Geopolitics – it’s one of those words that just sounds complicated. In Prisoners of Geography, Tim Marshall proves that it’s nothing of the sort by taking ten maps and clearly, simply showing how each of those countries or regions has been fundamentally affected by their geography. From Russia’s eternal search for a warm water port to the growing sovereignty disputes over the thawing Arctic’s natural resources, we’re introduced to the myriad ways that mountains, rivers, borders and oceans have shaped the development of the world as we see it today.
With the exception of maybe Australasia, this is basically a (very) potted history of all the major global regions, sometimes focusing on single countries like Russia or China, other times looking at wider regions such as India and Pakistan or Korea and Japan, and otherwise covering whole regions like the Middle East or Africa. The specifics and level of historical detail obviously vary as a result, but all the way through there’s a wonderful sense of clarity as Marshall talks about politics, military history, trade routes, transportation and all manner of other factors. It all seems so simple after he’s explained it – obviously Russia has always wanted to protect itself from invasion from the vulnerable North European Plain. Well of course South America’s nation states have struggled to build strong trade connections because of the difficult terrain and lack of long, deep rivers.

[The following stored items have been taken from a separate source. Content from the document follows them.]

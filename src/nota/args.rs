use clap::{Parser, Subcommand};

#[derive(Parser, Debug)]
#[command(name = "nota")]
#[command(about = "Read and edit Notion pages from the command line", long_about = None)]
pub struct Cli {
    #[command(subcommand)]
    pub command: Option<Commands>,
}

#[derive(Subcommand, Debug)]
pub enum Commands {
    /// Show a page
    #[command(alias = "p")]
    Page {
        /// Page ID (defaults to the configured main page)
        id: Option<String>,
    },

    /// Work with the task stack
    #[command(alias = "s")]
    Stack {
        #[command(subcommand)]
        action: StackAction,
    },

    /// Create or update the local configuration
    #[command(alias = "c")]
    Config,
}

#[derive(Subcommand, Debug)]
pub enum StackAction {
    /// Show the stack
    #[command(alias = "l")]
    Ls,

    /// Add a new entry
    #[command(alias = "a")]
    Add {
        /// Entry text
        text: String,
    },

    /// Mark the entry matching the query as done
    #[command(alias = "d")]
    Do {
        /// Part of the entry text
        query: String,
    },

    /// Mark the entry matching the query as not done
    #[command(alias = "u")]
    Undo {
        /// Part of the entry text
        query: String,
    },

    /// Remove the entry matching the query
    #[command(alias = "r")]
    Rm {
        /// Part of the entry text
        query: String,
    },

    /// Replace the text of the entry matching the query
    #[command(alias = "m")]
    Mod {
        /// Part of the current entry text
        query: String,
        /// New entry text
        text: String,
    },
}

What shines through this book is just how knowledgeable and well-informed Marshall really is. The occasional anecdote adds flavour without ever coming across braggingly, and it’s clear that the book is the distillation of a lifetime spent reporting on and analysing global affairs – this is a man who genuinely knows his stuff. Sure, it’s written from a Western, and European, standpoint, but overall this feels balanced and objective, intended as one way of looking at the world and the events that take place in and on it. With that in mind it’s absolutely successful.
Other books offer considerably more detail, or drill down into specific countries, regions or periods of time, but that’s not what this is trying to do. Like many of the best non-fiction books this offers a focused, concise and precise viewpoint that opens the reader’s eyes and points us in the right direction, leaving us to go off and explore at tangents based on what we’ve particularly enjoyed. Reading this book is like getting instant clarity – if it’s occasionally a little difficult to keep track of the countries, borders and features being discussed that’s probably more of a reflection on the reader’s knowledge than the author’s skill. It’s great general knowledge for pub quizzes and the like, if nothing else.